Note each line of the entries that includes "impl". Then copy those lines.

::: INPUT DATA :::

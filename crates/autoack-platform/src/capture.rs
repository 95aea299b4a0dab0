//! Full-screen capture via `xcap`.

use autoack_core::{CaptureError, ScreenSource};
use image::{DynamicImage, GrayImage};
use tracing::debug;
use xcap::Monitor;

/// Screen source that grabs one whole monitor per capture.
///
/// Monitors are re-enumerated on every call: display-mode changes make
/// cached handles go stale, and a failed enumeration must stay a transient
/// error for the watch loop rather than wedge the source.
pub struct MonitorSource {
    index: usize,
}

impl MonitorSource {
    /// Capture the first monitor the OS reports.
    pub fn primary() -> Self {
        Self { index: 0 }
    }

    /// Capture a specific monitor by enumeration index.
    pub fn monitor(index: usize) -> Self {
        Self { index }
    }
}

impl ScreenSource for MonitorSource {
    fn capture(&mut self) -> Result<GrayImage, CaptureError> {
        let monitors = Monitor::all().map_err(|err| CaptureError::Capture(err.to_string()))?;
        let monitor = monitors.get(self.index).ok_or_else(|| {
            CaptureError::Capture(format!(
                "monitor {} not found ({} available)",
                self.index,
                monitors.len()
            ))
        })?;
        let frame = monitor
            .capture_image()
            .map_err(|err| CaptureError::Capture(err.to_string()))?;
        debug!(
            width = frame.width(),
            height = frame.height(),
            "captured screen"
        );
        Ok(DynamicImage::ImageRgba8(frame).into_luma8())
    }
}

:::
::: INPUT DATA :::

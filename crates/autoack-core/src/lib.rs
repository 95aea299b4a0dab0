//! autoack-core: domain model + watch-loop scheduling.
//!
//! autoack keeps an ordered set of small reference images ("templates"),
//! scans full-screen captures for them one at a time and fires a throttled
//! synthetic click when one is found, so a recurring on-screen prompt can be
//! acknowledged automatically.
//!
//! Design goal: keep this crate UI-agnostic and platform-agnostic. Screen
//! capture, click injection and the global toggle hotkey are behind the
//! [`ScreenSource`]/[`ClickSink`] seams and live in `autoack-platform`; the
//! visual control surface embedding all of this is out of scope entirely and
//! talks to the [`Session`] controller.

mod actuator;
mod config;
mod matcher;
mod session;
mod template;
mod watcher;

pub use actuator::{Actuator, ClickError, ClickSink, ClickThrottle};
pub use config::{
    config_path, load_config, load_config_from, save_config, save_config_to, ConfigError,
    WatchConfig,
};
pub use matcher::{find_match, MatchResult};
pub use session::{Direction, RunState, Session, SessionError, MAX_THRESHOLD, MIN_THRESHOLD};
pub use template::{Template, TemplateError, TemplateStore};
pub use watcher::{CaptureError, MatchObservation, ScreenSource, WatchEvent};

:::
::: INPUT DATA :::

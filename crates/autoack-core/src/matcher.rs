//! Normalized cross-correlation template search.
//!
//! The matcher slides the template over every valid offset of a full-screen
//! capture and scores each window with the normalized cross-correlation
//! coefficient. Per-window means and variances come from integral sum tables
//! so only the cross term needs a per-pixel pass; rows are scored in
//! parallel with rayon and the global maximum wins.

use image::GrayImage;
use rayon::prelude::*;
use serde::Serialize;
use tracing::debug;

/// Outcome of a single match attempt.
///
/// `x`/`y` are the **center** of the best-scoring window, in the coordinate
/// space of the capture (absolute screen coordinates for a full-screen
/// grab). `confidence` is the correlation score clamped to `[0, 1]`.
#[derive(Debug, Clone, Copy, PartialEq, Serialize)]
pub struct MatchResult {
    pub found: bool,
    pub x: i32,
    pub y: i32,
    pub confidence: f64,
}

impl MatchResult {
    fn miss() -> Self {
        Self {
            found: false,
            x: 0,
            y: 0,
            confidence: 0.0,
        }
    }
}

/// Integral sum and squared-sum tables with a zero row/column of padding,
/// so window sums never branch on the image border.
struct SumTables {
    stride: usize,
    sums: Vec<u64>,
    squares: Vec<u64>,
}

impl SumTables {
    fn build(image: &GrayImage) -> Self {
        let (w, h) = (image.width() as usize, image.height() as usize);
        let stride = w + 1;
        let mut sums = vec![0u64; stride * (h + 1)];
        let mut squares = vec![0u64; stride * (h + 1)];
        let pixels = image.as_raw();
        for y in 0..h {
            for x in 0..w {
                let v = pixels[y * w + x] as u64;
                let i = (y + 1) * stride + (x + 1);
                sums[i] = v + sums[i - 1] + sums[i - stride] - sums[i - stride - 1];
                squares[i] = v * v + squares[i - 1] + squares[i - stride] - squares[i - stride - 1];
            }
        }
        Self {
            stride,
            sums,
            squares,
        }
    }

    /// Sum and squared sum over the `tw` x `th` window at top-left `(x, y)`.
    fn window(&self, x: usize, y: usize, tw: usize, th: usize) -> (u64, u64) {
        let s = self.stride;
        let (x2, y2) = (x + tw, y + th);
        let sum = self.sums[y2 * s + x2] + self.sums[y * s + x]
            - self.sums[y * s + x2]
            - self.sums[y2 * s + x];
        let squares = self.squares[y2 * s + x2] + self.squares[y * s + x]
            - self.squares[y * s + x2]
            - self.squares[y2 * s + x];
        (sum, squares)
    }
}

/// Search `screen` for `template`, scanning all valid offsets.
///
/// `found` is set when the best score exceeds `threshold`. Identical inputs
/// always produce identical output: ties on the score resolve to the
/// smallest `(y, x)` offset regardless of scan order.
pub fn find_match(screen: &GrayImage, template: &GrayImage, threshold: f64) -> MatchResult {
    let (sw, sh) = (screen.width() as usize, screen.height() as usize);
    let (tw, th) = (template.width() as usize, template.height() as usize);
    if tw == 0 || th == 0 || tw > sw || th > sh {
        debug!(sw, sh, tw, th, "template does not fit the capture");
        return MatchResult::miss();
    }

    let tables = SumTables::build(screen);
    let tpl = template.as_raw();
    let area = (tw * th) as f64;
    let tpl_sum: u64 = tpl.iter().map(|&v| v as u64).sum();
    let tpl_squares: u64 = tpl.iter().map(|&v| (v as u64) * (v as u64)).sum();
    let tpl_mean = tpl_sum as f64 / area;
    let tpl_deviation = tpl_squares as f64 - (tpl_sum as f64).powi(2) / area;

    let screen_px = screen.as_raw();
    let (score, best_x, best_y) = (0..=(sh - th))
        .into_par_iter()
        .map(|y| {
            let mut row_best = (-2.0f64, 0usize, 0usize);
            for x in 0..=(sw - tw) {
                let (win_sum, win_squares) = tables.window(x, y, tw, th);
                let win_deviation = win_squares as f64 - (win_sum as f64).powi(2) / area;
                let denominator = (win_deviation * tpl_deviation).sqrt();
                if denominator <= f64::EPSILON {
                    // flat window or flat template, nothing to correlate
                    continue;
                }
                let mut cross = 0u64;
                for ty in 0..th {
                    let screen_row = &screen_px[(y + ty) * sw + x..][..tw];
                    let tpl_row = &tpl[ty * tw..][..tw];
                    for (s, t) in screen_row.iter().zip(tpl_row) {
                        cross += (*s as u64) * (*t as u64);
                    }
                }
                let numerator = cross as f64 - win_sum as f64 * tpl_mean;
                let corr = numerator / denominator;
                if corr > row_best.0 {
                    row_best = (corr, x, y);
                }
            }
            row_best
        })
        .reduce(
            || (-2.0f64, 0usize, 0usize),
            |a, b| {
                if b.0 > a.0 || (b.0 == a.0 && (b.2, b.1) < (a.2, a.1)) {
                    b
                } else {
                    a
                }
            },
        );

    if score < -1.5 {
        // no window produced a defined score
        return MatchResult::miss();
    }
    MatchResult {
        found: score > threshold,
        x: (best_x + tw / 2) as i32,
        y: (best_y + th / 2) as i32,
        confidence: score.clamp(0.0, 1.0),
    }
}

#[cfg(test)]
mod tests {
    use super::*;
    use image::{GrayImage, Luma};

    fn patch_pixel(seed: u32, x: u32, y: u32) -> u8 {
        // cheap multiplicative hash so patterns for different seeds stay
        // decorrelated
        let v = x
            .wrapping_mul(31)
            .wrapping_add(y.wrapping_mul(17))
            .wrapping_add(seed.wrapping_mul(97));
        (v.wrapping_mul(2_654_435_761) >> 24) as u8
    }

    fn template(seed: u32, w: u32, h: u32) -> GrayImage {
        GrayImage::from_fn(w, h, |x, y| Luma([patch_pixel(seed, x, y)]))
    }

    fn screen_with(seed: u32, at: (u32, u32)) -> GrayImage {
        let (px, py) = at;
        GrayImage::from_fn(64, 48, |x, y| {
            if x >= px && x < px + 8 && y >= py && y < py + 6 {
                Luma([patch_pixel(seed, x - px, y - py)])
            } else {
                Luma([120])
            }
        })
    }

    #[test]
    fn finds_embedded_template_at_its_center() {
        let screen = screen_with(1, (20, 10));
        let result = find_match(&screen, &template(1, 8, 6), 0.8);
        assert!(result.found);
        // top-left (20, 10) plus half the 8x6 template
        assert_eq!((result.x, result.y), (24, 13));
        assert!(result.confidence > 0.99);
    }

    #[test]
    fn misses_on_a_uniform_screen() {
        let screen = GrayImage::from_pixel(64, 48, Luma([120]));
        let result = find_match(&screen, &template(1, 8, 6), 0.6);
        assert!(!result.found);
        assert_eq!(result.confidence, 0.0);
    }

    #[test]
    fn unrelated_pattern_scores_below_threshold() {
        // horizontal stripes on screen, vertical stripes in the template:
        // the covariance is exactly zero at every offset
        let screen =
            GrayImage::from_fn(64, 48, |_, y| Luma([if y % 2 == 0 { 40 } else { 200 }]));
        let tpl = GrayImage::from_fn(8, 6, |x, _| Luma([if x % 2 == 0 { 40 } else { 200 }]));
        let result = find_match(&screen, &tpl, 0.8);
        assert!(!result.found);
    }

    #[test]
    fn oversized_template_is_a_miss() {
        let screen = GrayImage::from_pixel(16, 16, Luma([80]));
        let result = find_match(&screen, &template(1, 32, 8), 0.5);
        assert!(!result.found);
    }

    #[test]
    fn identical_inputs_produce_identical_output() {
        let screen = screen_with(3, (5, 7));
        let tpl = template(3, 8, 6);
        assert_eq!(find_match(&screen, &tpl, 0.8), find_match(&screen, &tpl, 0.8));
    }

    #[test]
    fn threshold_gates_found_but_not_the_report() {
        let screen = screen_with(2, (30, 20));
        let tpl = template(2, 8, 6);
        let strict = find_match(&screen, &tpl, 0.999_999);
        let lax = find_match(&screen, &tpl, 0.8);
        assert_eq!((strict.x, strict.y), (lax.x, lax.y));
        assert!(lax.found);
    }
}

:::

* _OUTPUT FOR THIS EXERCISE_
impl MonitorSource {
impl ScreenSource for MonitorSource {
impl MatchResult {
impl SumTables {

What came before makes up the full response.